Também afirmou que nada foi danificado pelas famílias e "que nenhum animal foi ameaçado".

"A ocupação é uma forma de sinalizar que a Embrapa deveria estar desenvolvendo projetos de pesquisas para a agricultura familiar e camponesa."

O MST iniciou a chamada Jornada Nacional de Luta pela Terra e pela Reforma Agrária com a invasão de ao menos nove fazendas pelo país e das sedes do Incra em ao menos sete unidades da federação.

As iniciativas ganharam corpo no sábado (15), quando foram invadidas oito fazendas no estado de Pernambuco, incluindo áreas na região metropolitana do Recife, zona da mata, agreste e sertão. Em nota, o MST afirmou que as terras são latifúndios improdutivos.

Ao todo, 2.280 famílias sem-terra invadiram áreas no estado de Pernambuco desde o início de abril. A primeira terra invadida foi a do Engenho Cumbre, em Timbaúba (102 km do Recife), há cerca de duas semanas.

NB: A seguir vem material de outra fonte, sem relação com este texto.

use tracing_subscriber::{
    fmt,
    layer::SubscriberExt,
    util::SubscriberInitExt,
    EnvFilter,
};

pub const DEFAULT_LOG_FILTER: &str = "purge_runs=info,purge_runs_core=info,purge_runs_github=info";

pub const DEBUG_LOG_FILTER: &str =
    "purge_runs=debug,purge_runs_core=debug,purge_runs_github=debug";

pub fn init() {
    init_with_default(DEFAULT_LOG_FILTER);
}

/// Installs the global subscriber; `RUST_LOG` wins over `default_filter`.
/// Output goes to stderr so stdout stays free for the report.
pub fn init_with_default(default_filter: &str) {
    let filter =
        EnvFilter::try_from_default_env().unwrap_or_else(|_| EnvFilter::new(default_filter));

    tracing_subscriber::registry()
        .with(filter)
        .with(
            fmt::layer()
                .with_target(true)
                .with_thread_ids(false)
                .with_writer(std::io::stderr),
        )
        .init();
}

pub fn init_verbose() {
    init_with_default(DEBUG_LOG_FILTER);
}
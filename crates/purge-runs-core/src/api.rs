use async_trait::async_trait;

use crate::error::PurgeResult;
use crate::types::{
    RepositoryId,
    RunId,
    RunPage,
};

/// Remote service holding the workflow runs of a repository
///
/// Authentication, transport timeouts and rate limiting belong to the
/// implementation; the purger only lists and deletes.
#[async_trait]
pub trait WorkflowRunsApi: Send + Sync {
    /// Fetch one page (1-based) of the repository's workflow runs
    async fn list_runs_page(&self, repo: &RepositoryId, page: u32) -> PurgeResult<RunPage>;

    /// Delete a single workflow run
    async fn delete_run(&self, repo: &RepositoryId, run_id: RunId) -> PurgeResult<()>;
}
mod game;
mod guess;
mod player;
mod round;
mod score;

use crate::config::{GameConfig, ServerConfig};
use crate::content::ContentService;
use crate::error::{GameError, GameResult};
use crate::protocol::ServerMessage;
use crate::scoring::ScoringRules;
use crate::types::*;
use crate::view::GameView;
use std::collections::HashMap;
use std::sync::Arc;
use tokio::sync::{broadcast, RwLock};

pub use score::score_round;

/// Shared application state
#[derive(Clone)]
pub struct AppState {
    pub games: Arc<RwLock<HashMap<GameId, Game>>>,
    /// One broadcast channel per game, fanned out to its sockets
    channels: Arc<RwLock<HashMap<GameId, broadcast::Sender<ServerMessage>>>>,
    pub content: Arc<ContentService>,
    pub config: Arc<GameConfig>,
    pub server: Arc<ServerConfig>,
    pub scoring: ScoringRules,
}

impl AppState {
    /// State with default configuration and canned content only
    pub fn new() -> Self {
        Self::with_config(
            GameConfig::default(),
            ServerConfig::default(),
            ContentService::offline(),
        )
    }

    pub fn with_config(config: GameConfig, server: ServerConfig, content: ContentService) -> Self {
        Self {
            games: Arc::new(RwLock::new(HashMap::new())),
            channels: Arc::new(RwLock::new(HashMap::new())),
            content: Arc::new(content),
            config: Arc::new(config),
            server: Arc::new(server),
            scoring: ScoringRules::default(),
        }
    }

    pub async fn get_game(&self, game_id: &str) -> GameResult<Game> {
        self.games
            .read()
            .await
            .get(game_id)
            .cloned()
            .ok_or(GameError::GameNotFound)
    }

    pub async fn game_view(&self, game_id: &str, viewer: Option<&str>) -> GameResult<GameView> {
        let games = self.games.read().await;
        let game = games.get(game_id).ok_or(GameError::GameNotFound)?;
        Ok(GameView::new(game, viewer))
    }

    /// Receiver for everything broadcast to this game
    pub async fn subscribe(&self, game_id: &str) -> GameResult<broadcast::Receiver<ServerMessage>> {
        self.channels
            .read()
            .await
            .get(game_id)
            .map(|tx| tx.subscribe())
            .ok_or(GameError::GameNotFound)
    }

    async fn open_channel(&self, game_id: &str) {
        let (tx, _rx) = broadcast::channel(100);
        self.channels.write().await.insert(game_id.to_string(), tx);
    }

    /// Send a message to every socket of a game
    pub async fn broadcast(&self, game_id: &str, msg: ServerMessage) {
        if let Some(tx) = self.channels.read().await.get(game_id) {
            // No connected receivers is fine
            let _ = tx.send(msg);
        }
    }

    /// Broadcast the public snapshot of a game
    pub async fn broadcast_state(&self, game_id: &str) {
        match self.game_view(game_id, None).await {
            Ok(game) => self.broadcast(game_id, ServerMessage::GameState { game }).await,
            Err(e) => tracing::warn!("Cannot broadcast state of {}: {}", game_id, e),
        }
    }

    /// Broadcast the phase of the current round
    async fn broadcast_phase(&self, game_id: &str) {
        let msg = {
            let games = self.games.read().await;
            let Some(round) = games.get(game_id).and_then(|g| g.current_round()) else {
                return;
            };
            ServerMessage::Phase {
                round_number: round.number,
                phase: round.phase,
                deadline: (round.phase == RoundPhase::Guessing)
                    .then(|| round.guessing_ends_at.map(|t| t.to_rfc3339()))
                    .flatten(),
                server_now: chrono::Utc::now().to_rfc3339(),
            }
        };
        self.broadcast(game_id, msg).await;
    }
}

impl Default for AppState {
    fn default() -> Self {
        Self::new()
    }
}

/// Host authority comes from the session, never from a client claim
fn ensure_host(game: &Game, player_id: &str, action: &'static str) -> GameResult<()> {
    if game.host_id == player_id {
        Ok(())
    } else {
        Err(GameError::NotHost(action))
    }
}
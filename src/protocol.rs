use crate::technique::Technique;
use crate::types::*;
use crate::view::{GameView, LeaderboardEntry, PlayerView};
use serde::{Deserialize, Serialize};
use std::collections::HashMap;

pub const PROTOCOL_VERSION: &str = "1.0";

#[derive(Debug, Clone, Serialize, Deserialize)]
#[serde(tag = "t", rename_all = "snake_case")]
pub enum ClientMessage {
    /// Tags or labels; validated server-side
    SubmitGuess {
        techniques: Vec<String>,
    },
    // Host-only messages
    HostStartGame,
    /// The host's "next" button; meaning depends on the current phase
    HostAdvance,
    HostEndGame,
    HostAddAiPlayer,
    HostRemovePlayer {
        player_id: PlayerId,
    },
}

#[derive(Debug, Clone, Serialize)]
#[serde(tag = "t", rename_all = "snake_case")]
pub enum ServerMessage {
    Welcome {
        protocol: String,
        role: Role,
        player_id: Option<PlayerId>,
        game: GameView,
        server_now: String,
    },
    /// Full public snapshot after every state change
    GameState {
        game: GameView,
    },
    Phase {
        round_number: u32,
        phase: RoundPhase,
        /// Guessing deadline (RFC3339) while guessing
        deadline: Option<String>,
        server_now: String,
    },
    GuessAccepted {
        round_number: u32,
        techniques: Vec<Technique>,
    },
    GuessProgress {
        round_number: u32,
        guessed: usize,
        total: usize,
    },
    Analysis {
        round_number: u32,
        analysis: AiAnalysis,
    },
    Scores {
        round_number: u32,
        /// Points earned this round
        points: HashMap<PlayerId, u32>,
        leaderboard: Vec<LeaderboardEntry>,
    },
    GameFinished {
        leaderboard: Vec<LeaderboardEntry>,
    },
    PlayerJoined {
        player: PlayerView,
    },
    PlayerRemoved {
        player_id: PlayerId,
    },
    Error {
        code: String,
        msg: String,
    },
}

impl From<crate::error::GameError> for ServerMessage {
    fn from(err: crate::error::GameError) -> Self {
        ServerMessage::Error {
            code: err.code().to_string(),
            msg: err.to_string(),
        }
    }
}
use super::{ensure_host, AppState};
use crate::error::{GameError, GameResult};
use crate::protocol::ServerMessage;
use crate::types::*;
use crate::view::PlayerView;
use chrono::Utc;

fn new_player(display_name: String, is_host: bool, is_ai: bool) -> Player {
    Player {
        id: ulid::Ulid::new().to_string(),
        display_name,
        is_host,
        is_ai,
        score: 0,
        token: if is_ai {
            String::new()
        } else {
            ulid::Ulid::new().to_string()
        },
        joined_at: Utc::now(),
    }
}

/// Names are unique within a game, ignoring case
fn name_taken(game: &Game, name: &str) -> bool {
    let name = name.to_lowercase();
    game.players
        .values()
        .any(|p| p.display_name.to_lowercase() == name)
}

/// Add the AI player unless the game already has one. A number is appended
/// if a human already uses the name.
pub(super) fn insert_ai_player(game: &mut Game, name: &str) -> (Player, bool) {
    if let Some(existing) = game.ai_player() {
        return (existing.clone(), false);
    }

    let mut display_name = name.to_string();
    let mut n = 2;
    while name_taken(game, &display_name) {
        display_name = format!("{} {}", name, n);
        n += 1;
    }

    let player = new_player(display_name, false, true);
    game.players.insert(player.id.clone(), player.clone());
    (player, true)
}

impl AppState {
    /// Trimmed display name, or an error if it is empty or too long
    pub fn validate_name(&self, name: &str) -> GameResult<String> {
        let name = name.trim();
        if name.is_empty() {
            return Err(GameError::InvalidInput("Name cannot be empty".to_string()));
        }
        if name.chars().count() > self.config.max_name_chars {
            return Err(GameError::InvalidInput(format!(
                "Name must be at most {} characters",
                self.config.max_name_chars
            )));
        }
        Ok(name.to_string())
    }

    /// Join the newest game with this code while it is still in the lobby
    pub async fn join_game(&self, code: &str, display_name: &str) -> GameResult<(GameId, Player)> {
        let code = code.trim().to_uppercase();
        let display_name = self.validate_name(display_name)?;

        let (game_id, player) = {
            let mut games = self.games.write().await;
            let game = games
                .values_mut()
                .filter(|g| g.code == code)
                .max_by_key(|g| g.created_at)
                .ok_or_else(|| GameError::CodeNotFound(code.clone()))?;

            if game.status != GameStatus::Lobby {
                return Err(GameError::invalid_state("The game has already started"));
            }

            if name_taken(game, &display_name) {
                return Err(GameError::InvalidInput(
                    "That name is already taken".to_string(),
                ));
            }

            let player = new_player(display_name, false, false);
            game.players.insert(player.id.clone(), player.clone());
            (game.id.clone(), player)
        };

        tracing::info!(
            "Player {} joined game {} as {}",
            player.id,
            game_id,
            player.display_name
        );

        self.broadcast(
            &game_id,
            ServerMessage::PlayerJoined {
                player: PlayerView::from(&player),
            },
        )
        .await;
        self.broadcast_state(&game_id).await;

        Ok((game_id, player))
    }

    /// Idempotent: returns the existing AI player if there is one
    pub async fn add_ai_player(&self, game_id: &str, by: &str) -> GameResult<Player> {
        let (player, added) = {
            let mut games = self.games.write().await;
            let game = games.get_mut(game_id).ok_or(GameError::GameNotFound)?;
            ensure_host(game, by, "add the AI player")?;

            if game.status == GameStatus::Finished {
                return Err(GameError::invalid_state("The game is over"));
            }

            insert_ai_player(game, &self.config.ai_player_name)
        };

        if added {
            tracing::info!("AI player {} added to game {}", player.id, game_id);
            self.broadcast(
                game_id,
                ServerMessage::PlayerJoined {
                    player: PlayerView::from(&player),
                },
            )
            .await;
            self.broadcast_state(game_id).await;
        }

        Ok(player)
    }

    pub async fn remove_player(&self, game_id: &str, by: &str, player_id: &str) -> GameResult<()> {
        {
            let mut games = self.games.write().await;
            let game = games.get_mut(game_id).ok_or(GameError::GameNotFound)?;
            ensure_host(game, by, "remove players")?;

            if player_id == game.host_id {
                return Err(GameError::invalid_state("The host cannot be removed"));
            }
            game.players
                .remove(player_id)
                .ok_or(GameError::PlayerNotFound)?;
        }

        tracing::info!("Player {} removed from game {}", player_id, game_id);

        self.broadcast(
            game_id,
            ServerMessage::PlayerRemoved {
                player_id: player_id.to_string(),
            },
        )
        .await;
        self.broadcast_state(game_id).await;

        Ok(())
    }

    pub async fn get_player_by_token(&self, game_id: &str, token: &str) -> GameResult<Player> {
        let games = self.games.read().await;
        let game = games.get(game_id).ok_or(GameError::GameNotFound)?;
        game.player_by_token(token)
            .cloned()
            .ok_or(GameError::PlayerNotFound)
    }
}
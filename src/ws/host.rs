//! Host-only command handlers
//!
//! Authorization is checked in the dispatch layer before calling these; the
//! state methods check the host id once more under the lock.

use crate::error::GameResult;
use crate::protocol::ServerMessage;
use crate::state::AppState;
use crate::types::PlayerId;
use std::sync::Arc;

use super::Session;

/// Errors go back to the host; successes reach everyone through broadcasts
fn reply(result: GameResult<()>) -> Option<ServerMessage> {
    match result {
        Ok(()) => None,
        Err(e) => {
            tracing::warn!("Host command failed: {}", e);
            Some(e.into())
        }
    }
}

fn host_id(session: &Session) -> &str {
    session.player_id.as_deref().unwrap_or_default()
}

pub async fn handle_start_game(state: &Arc<AppState>, session: &Session) -> Option<ServerMessage> {
    tracing::info!("Host starting game {}", session.game_id);
    reply(state.start_game(&session.game_id, host_id(session)).await)
}

pub async fn handle_advance(state: &Arc<AppState>, session: &Session) -> Option<ServerMessage> {
    tracing::info!("Host advancing game {}", session.game_id);
    reply(state.advance(&session.game_id, host_id(session)).await)
}

pub async fn handle_end_game(state: &Arc<AppState>, session: &Session) -> Option<ServerMessage> {
    tracing::info!("Host ending game {}", session.game_id);
    reply(state.end_game(&session.game_id, host_id(session)).await)
}

pub async fn handle_add_ai_player(
    state: &Arc<AppState>,
    session: &Session,
) -> Option<ServerMessage> {
    reply(
        state
            .add_ai_player(&session.game_id, host_id(session))
            .await
            .map(|_| ()),
    )
}

pub async fn handle_remove_player(
    state: &Arc<AppState>,
    session: &Session,
    player_id: PlayerId,
) -> Option<ServerMessage> {
    tracing::info!("Host removing player {}", player_id);
    reply(
        state
            .remove_player(&session.game_id, host_id(session), &player_id)
            .await,
    )
}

Segundo o MST, a área pertence ao Governo de Pernambuco.

As outras sete invasões em Pernambuco ocorreram no fim de semana, sendo a maior delas na área que pertence à Embrapa. Também foram ocupadas outras áreas em Timbaúba, Jaboatão dos Guararapes, Tacaimbó, Caruaru, Glória do Goitá e Goiana.

A maior parte das terras são de antigos canaviais e engenhos de açúcar. O MST argumenta que as terras são improdutivas, pertencem ao poder público ou são de empresas que faliram ou possuem irregularidades tributárias perante o Estado.